# Craigslist Hand Plane - Have to laugh



## DouginVa (Mar 5, 2012)

I just had to laugh:

http://washingtondc.craigslist.org/doc/tls/3576149798.html


----------



## PittsburghTim (Jan 16, 2012)

Are these people delusional or do they ever get some poor sap to bite? It's hard to believe that anyone would even bother responding.


----------



## bent (May 9, 2008)

it looks like it was used to smooth out an asphalt driveway and they lost the blade in the process.


----------



## getlostinwood (Apr 11, 2011)

I think this falls under the ask a high price so someone thinks it's worth something


----------



## DouginVa (Mar 5, 2012)

Has anybody noticed it doesn't even have blade?


----------



## MisterBill (Mar 27, 2012)

Before the ad disappears for ever!

CL > washington, DC > district of columbia > all for sale / wanted > tools - by owner
Reply [email protected] [?] flag [?] : miscategorized prohibited spam best of Posted: 2013-02-02, 5:00PM EST
Millers Falls Wood Plane (22") - $80 (20012)

Millers Falls 22" long (by 2-7/8" wide), wood plane with Rosewood tote and knob.

Nice plane and only dirty and greasy and missing original blade. Not cracked, warped, gouged or otherwise abused.

Buy a Hock replacement blade and chip breaker and you'll have a superior plane to the original Millers Falls plane.

(The price will go up if I clean it, and up again considerably if I replace the blade and chip breaker).

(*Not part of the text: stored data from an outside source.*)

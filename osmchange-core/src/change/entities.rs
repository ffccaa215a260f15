use std::collections::BTreeMap;
use std::fmt;

use geo::Coord;

use crate::ids::{NodeId, RelationId, WayId};

/// Free-form OSM key/value tags.
///
/// Ordered by key so that serialisation is deterministic.
pub type Tags = BTreeMap<String, String>;

/// A node awaiting creation.
#[derive(Debug, Clone, PartialEq)]
pub struct Node {
    /// Placeholder id.
    pub id: NodeId,
    /// Position with `x = longitude`, `y = latitude`; always finite.
    pub location: Coord<f64>,
    /// Tags attached to the node.
    pub tags: Tags,
}

impl Node {
    /// Longitude in degrees.
    #[must_use]
    pub const fn lon(&self) -> f64 {
        self.location.x
    }

    /// Latitude in degrees.
    #[must_use]
    pub const fn lat(&self) -> f64 {
        self.location.y
    }
}

/// A way awaiting creation.
#[derive(Debug, Clone, PartialEq)]
pub struct Way {
    /// Placeholder id.
    pub id: WayId,
    /// Nodes in line order. Every id refers to a node of the same change.
    pub node_refs: Vec<NodeId>,
    /// Tags attached to the way.
    pub tags: Tags,
}

/// Role of a way inside a multipolygon relation.
#[derive(Debug, Clone, Copy, PartialEq, Eq, Hash)]
pub enum MemberRole {
    /// Exterior boundary.
    Outer,
    /// Hole.
    Inner,
}

impl MemberRole {
    /// Role string used on the wire.
    #[must_use]
    pub const fn as_str(self) -> &'static str {
        match self {
            Self::Outer => "outer",
            Self::Inner => "inner",
        }
    }
}

impl fmt::Display for MemberRole {
    fn fmt(&self, f: &mut fmt::Formatter<'_>) -> fmt::Result {
        f.write_str(self.as_str())
    }
}

/// A way membership inside a multipolygon.
#[derive(Debug, Clone, Copy, PartialEq, Eq)]
pub struct Member {
    /// Outer or inner.
    pub role: MemberRole,
    /// The member way.
    pub way: WayId,
}

/// A multipolygon relation awaiting creation.
///
/// The `type=multipolygon` tag is added on serialisation and is not stored
/// in [`Multipolygon::tags`].
#[derive(Debug, Clone, PartialEq)]
pub struct Multipolygon {
    /// Placeholder id.
    pub id: RelationId,
    /// Member ways, polygon by polygon: each exterior followed by its holes.
    pub members: Vec<Member>,
    /// Caller supplied tags.
    pub tags: Tags,
}
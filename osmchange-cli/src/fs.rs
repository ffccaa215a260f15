//! Capability-based file access for CLI inputs.

use camino::Utf8Path;
use cap_std::{ambient_authority, fs_utf8};
use std::io;

/// Open a UTF-8 file path using ambient authority.
pub(crate) fn open_utf8_file(path: &Utf8Path) -> io::Result<fs_utf8::File> {
    fs_utf8::File::open_ambient(path, ambient_authority())
}

/// Return whether `path` exists and is a regular file.
pub(crate) fn file_is_file(path: &Utf8Path) -> io::Result<bool> {
    let parent = match path.parent() {
        Some(parent) if !parent.as_str().is_empty() => parent,
        _ => Utf8Path::new("."),
    };
    let name = path
        .file_name()
        .ok_or_else(|| io::Error::new(io::ErrorKind::NotFound, "path has no file name"))?;
    let dir = fs_utf8::Dir::open_ambient_dir(parent, ambient_authority())?;
    dir.metadata(name).map(|meta| meta.is_file())
}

Asking a pre-clean-up price of $80.00.


----------



## JoeinGa (Nov 26, 2012)

That was my first thought too Bent. What's he been planing, ASPHAULT? LOL


----------



## DouginVa (Mar 5, 2012)

Here's another one. The price is still high for it's condition and manufacturer. And is that an aluminum frog?

http://washingtondc.craigslist.org/doc/tls/3590422154.html


----------



## Moai (Feb 9, 2009)

Amrica is hungry.


----------



## JoeinGa (Nov 26, 2012)

If he left off the word "Handyman", then Don might buy it LOL


----------



## Howie (May 25, 2010)

I see lots of ads like this on my local C/L. Sometimes I think people that have no background with the item they have "think" they have something valuable when they price it. Unless they find a real sucker the item usually shows up a few weeks later at a deeply discounted rate.
I've also noticed the same thing at the local fleas.


----------



## StumpyNubs (Sep 25, 2010)

I bought a Millers Falls 22" just like that one this past summer at a yard sale for $20. It was still in the original box and in mint condition. I like Millers falls planes, but 80 bucks for that hunk of rust is a little much…


----------



## Smitty_Cabinetshop (Mar 26, 2011)

That DC plane is a taller tale than the MF… 'not a collectable but it'll do the job…'

Are you sure about that, I'd ask?

Spend the time to clean and fettle that POS and see how long it holds a setting.

The Handyman line is far less of a tool than other vintage (pre-war) stanleys. Better quality than 'new' ones you find at the BORG for $25, but still not a decent tool. Not unlike buying a plastic-bodied countertop saw. And I wouldn't pay more than $10 for a Handyman that'd get use as a scrub plane.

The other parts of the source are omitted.